2006
La verdad os hará libres
(Jn. 8.32)
La afirmación contenida en este versículo ha sido utilizada con harta frecuencia olvidando el contexto en que figura, con lo que pierde su auténtica sustancia. ¿Qué verdad nos hace libres? Muchas pueden ser las verdades, según hacia donde enfoquemos nuestra atención o según lo que busquemos. Una primera acepción, que parece acertada, nos la define como “conformidad de las cosas con el concepto que de ella forma la mente”. Pero no es a lo que se refería Jesús. El Maestro pretendía señalar que, en el aspecto espiritual, solo es libre el que escapa de la esclavitud del pecado y, por tanto, está con Él, que sí es portador de la Verdad y, por tanto, de la libertad.
Pero a nuestro mundo actual, sin embargo, no le interesa mucho esa verdad sacra y su interés se dispara hacia objetivos múltiples y diversos que, desgraciadamente, suelen con demasiada reiteración ser contrapuestos y cada vez más alejados de ella. No seduce ni atrae el bien cuando exige sacrificios, esfuerzos, renuncias. Y son, precisamente, esas renuncias, esfuerzos y sacrificios los hechos que fertilizan la floración de la Verdad que nos hace libres No implica lo dicho que hayamos de renunciar a toda otra clase de verdades. El hombre, que sepamos, ha sido la única criatura con la curiosidad y capacidad para preguntarse sobre su vida y las realidades que le rodean, cuestionando las apariencias y así encontrar la médula de lo existente. Y esa conformidad de las “cosas con el concepto” formado en su mente, no deja de ser, también, una verdad irrebatible hasta que se halle otra capaz de sustituirla.
Ocurre, no obstante, que no siempre es posible discernir o distinguir qué es verdad. Más aún, nuestra sociedad, muchas veces, tal vez casi siempre, la desvirtúa, la enmascara, la oculta por causa de intereses bastardos, de manera muy especial cuando éstos se relacionan con la política. La Historia nos enseña cómo se han manipulado hechos, propósitos, objetivos, encubriendo lo cierto, lo verdadero, para implantar una mentira que, repetida con machacona insistencia, acaba por adquirir la apariencia de indiscutible certeza. Recuérdese a Goebbels en los tenebrosos años de vigencia del nazismo, o los despóticos imperios del estalinismo, maoísmo y tantos otros “ismos” ideológicos y sus manifestaciones y mentiras (aparte los hechos), que atormentaron el siglo XX y cuya desaparición esperábamos anhelantes.
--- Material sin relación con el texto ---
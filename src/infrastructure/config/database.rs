//! SQLite database configuration.

use serde::Deserialize;

/// Location and pool sizing for the SQLite database.
#[derive(Debug, Clone, Deserialize)]
#[serde(default)]
pub struct DatabaseConfig {
    /// Path to the SQLite database file.
    pub path: String,
    /// Maximum pooled connections.
    pub max_connections: u32,
    /// How long a connection waits on a locked database, in milliseconds.
    pub busy_timeout_ms: u64,
}

impl Default for DatabaseConfig {
    fn default() -> Self {
        Self {
            path: "agenda.db".into(),
            max_connections: 5,
            busy_timeout_ms: 5000,
        }
    }
}
//! Application configuration loading and validation.
//!
//! Provides the main [`Config`] struct that aggregates all application settings.
//! Configuration is loaded from a TOML file, with environment variable
//! overrides for deployment-specific values (`AGENDA_BIND`, `AGENDA_DATABASE`).
//!
//! # Example
//!
//! ```no_run
//! use agenda::infrastructure::config::settings::Config;
//!
//! fn main() -> Result<(), Box<dyn std::error::Error>> {
//!     let config = Config::load("config.toml")?;
//!     config.init_logging();
//!     Ok(())
//! }
//! ```

use std::net::SocketAddr;
use std::path::Path;

use serde::Deserialize;
use tracing_subscriber::EnvFilter;

use super::database::DatabaseConfig;
use super::logging::LoggingConfig;
use super::server::ServerConfig;
use crate::error::{ConfigError, Result};

/// Environment variable overriding [`ServerConfig::bind`].
pub const BIND_ENV: &str = "AGENDA_BIND";
/// Environment variable overriding [`DatabaseConfig::path`].
pub const DATABASE_ENV: &str = "AGENDA_DATABASE";

/// Main application configuration.
///
/// Every section is optional; missing sections take their defaults.
#[derive(Debug, Clone, Default, Deserialize)]
pub struct Config {
    /// HTTP listener settings.
    #[serde(default)]
    pub server: ServerConfig,

    /// SQLite database settings.
    #[serde(default)]
    pub database: DatabaseConfig,

    /// Logging and tracing configuration.
    #[serde(default)]
    pub logging: LoggingConfig,
}

impl Config {
    /// Parse configuration from TOML content.
    ///
    /// # Errors
    ///
    /// Returns an error if the TOML content is malformed or validation fails.
    pub fn parse_toml(content: &str) -> Result<Self> {
        let mut config: Self = toml::from_str(content).map_err(ConfigError::Parse)?;

        if let Ok(bind) = std::env::var(BIND_ENV) {
            config.server.bind = bind;
        }
        if let Ok(path) = std::env::var(DATABASE_ENV) {
            config.database.path = path;
        }

        config.validate()?;

        Ok(config)
    }

    /// Load configuration from a TOML file.
    ///
    /// # Errors
    ///
    /// Returns an error if:
    /// - The file cannot be read
    /// - The TOML content is malformed
    /// - Validation fails
    pub fn load<P: AsRef<Path>>(path: P) -> Result<Self> {
        let content = std::fs::read_to_string(path).map_err(ConfigError::ReadFile)?;
        Self::parse_toml(&content)
    }

    /// Load configuration from a TOML file, or use defaults when it does not exist.
    ///
    /// # Errors
    ///
    /// Returns an error if the file exists but cannot be loaded.
    pub fn load_or_default<P: AsRef<Path>>(path: P) -> Result<Self> {
        if path.as_ref().exists() {
            Self::load(path)
        } else {
            Self::parse_toml("")
        }
    }

    /// Validate configuration values.
    fn validate(&self) -> Result<()> {
        if self.server.bind.is_empty() {
            return Err(ConfigError::MissingField { field: "bind" }.into());
        }
        if let Err(e) = self.server.bind.parse::<SocketAddr>() {
            return Err(ConfigError::InvalidValue {
                field: "bind",
                reason: e.to_string(),
            }
            .into());
        }
        if self.server.max_body_bytes == 0 {
            return Err(ConfigError::InvalidValue {
                field: "max_body_bytes",
                reason: "must be greater than 0".to_string(),
            }
            .into());
        }
        if self.database.path.trim().is_empty() {
            return Err(ConfigError::MissingField { field: "path" }.into());
        }
        if self.database.max_connections == 0 {
            return Err(ConfigError::InvalidValue {
                field: "max_connections",
                reason: "must be greater than 0".to_string(),
            }
            .into());
        }
        if let Err(e) = EnvFilter::try_new(&self.logging.level) {
            return Err(ConfigError::InvalidValue {
                field: "level",
                reason: e.to_string(),
            }
            .into());
        }
        if !LoggingConfig::FORMATS.contains(&self.logging.format.as_str()) {
            return Err(ConfigError::InvalidValue {
                field: "format",
                reason: format!("must be one of {}", LoggingConfig::FORMATS.join(", ")),
            }
            .into());
        }
        Ok(())
    }

    /// Socket address parsed from [`ServerConfig::bind`].
    ///
    /// # Errors
    ///
    /// Returns an error if the bind address is not a valid socket address.
    pub fn bind_addr(&self) -> Result<SocketAddr> {
        self.server.bind.parse().map_err(|e: std::net::AddrParseError| {
            ConfigError::InvalidValue {
                field: "bind",
                reason: e.to_string(),
            }
            .into()
        })
    }

    /// Initialize logging with the configured settings.
    pub fn init_logging(&self) {
        self.logging.init();
    }
}

#[cfg(test)]
mod tests {
    use super::*;
    use crate::error::Error;

    #[test]
    fn empty_document_uses_defaults() {
        let config = Config::parse_toml("").unwrap();
        assert_eq!(config.server.max_body_bytes, 64 * 1024);
        assert_eq!(config.database.max_connections, 5);
        assert_eq!(config.database.busy_timeout_ms, 5000);
        assert_eq!(config.logging.format, "pretty");
    }

    #[test]
    fn sections_override_defaults() {
        let config = Config::parse_toml(
            r#"
[server]
bind = "0.0.0.0:9000"

[database]
path = "/var/lib/agenda/agenda.db"
max_connections = 8

[logging]
level = "debug"
format = "json"
"#,
        )
        .unwrap();

        assert_eq!(config.bind_addr().unwrap().port(), 9000);
        assert_eq!(config.database.path, "/var/lib/agenda/agenda.db");
        assert_eq!(config.database.max_connections, 8);
        assert_eq!(config.database.busy_timeout_ms, 5000);
        assert_eq!(config.logging.level, "debug");
    }

    #[test]
    fn rejects_unparseable_bind() {
        let result = Config::parse_toml("[server]\nbind = \"localhost\"\n");
        assert!(matches!(
            result,
            Err(Error::Config(ConfigError::InvalidValue { field: "bind", .. }))
        ));
    }

    #[test]
    fn rejects_zero_connections() {
        let result = Config::parse_toml("[database]\nmax_connections = 0\n");
        assert!(matches!(
            result,
            Err(Error::Config(ConfigError::InvalidValue {
                field: "max_connections",
                ..
            }))
        ));
    }

    #[test]
    fn rejects_unknown_log_format() {
        let result = Config::parse_toml("[logging]\nformat = \"xml\"\n");
        assert!(matches!(
            result,
            Err(Error::Config(ConfigError::InvalidValue { field: "format", .. }))
        ));
    }

    #[test]
    fn rejects_unparseable_log_level() {
        let result = Config::parse_toml("[logging]\nlevel = \"!!!not a filter\"\n");
        assert!(matches!(
            result,
            Err(Error::Config(ConfigError::InvalidValue { field: "level", .. }))
        ));
    }

    #[test]
    fn accepts_directive_log_level() {
        let config =
            Config::parse_toml("[logging]\nlevel = \"info,agenda=debug\"\n").unwrap();
        assert_eq!(config.logging.level, "info,agenda=debug");
    }

    #[test]
    fn rejects_malformed_toml() {
        let result = Config::parse_toml("[server\nbind = 1");
        assert!(matches!(result, Err(Error::Config(ConfigError::Parse(_)))));
    }
}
Pero, por desgracia, todavía subsisten y oscurecen el panorama del nuevo milenio, más o menos disfrazadas, frustrando la esperanza de que la sociedad alcance la suficiente madurez y claridad intelectual para desterrarlas definitivamente e impulsar una convivencia eficaz, solidaria y protectora de la persona, cualesquiera sean el color de su piel o los lugares donde nazca o habite. Pero las mentiras, las grandes mentiras, no han desaparecido, perviven, bien en su burda forma primigenia, bien con un ligero barniz disimulador, para dominar, corromper y esclavizar a cuantos incautos e ignorantes tienen el acuciante deseo de lograr una utópica mejoría, siempre ofrecida como meta, pero nunca alcanzada ni tan siquiera realmente buscada
Resulta decepcionante, pero la sociedad no ha evolucionado hacia una perfección con la misma velocidad que las ciencias; éstas le ofrecen hoy los medios para cambiar la vida humana, para conseguir un mundo más justo, feliz y solidario. Y observamos cómo esas oportunidades son aprovechadas por unos pocos, mientras millones de seres sufren la miseria, la enfermedad y la injusticia. Surgen algunos movimientos, autodenominados “progresistas”, pero cuyo progreso, salvo raras y honrosas excepciones, consiste en una camuflada regresión. El hecho cierto es que estamos inmersos en una gran mascarada, en una gran mentira que se presenta como verdad mediante la repetición incesante, tenaz, obsesiva, de sus bondades, como enseñaba el demoníaco Goebbels.
La verdad os hará libres, dijo Jesús; pero la que nace de la limpieza de espíritu, rectitud de intenciones, destierro del mal esclavizador: Esa es la libertad auténtica e infinita, fruto de la fe en Él y que fluye del manantial de su Amor inagotable.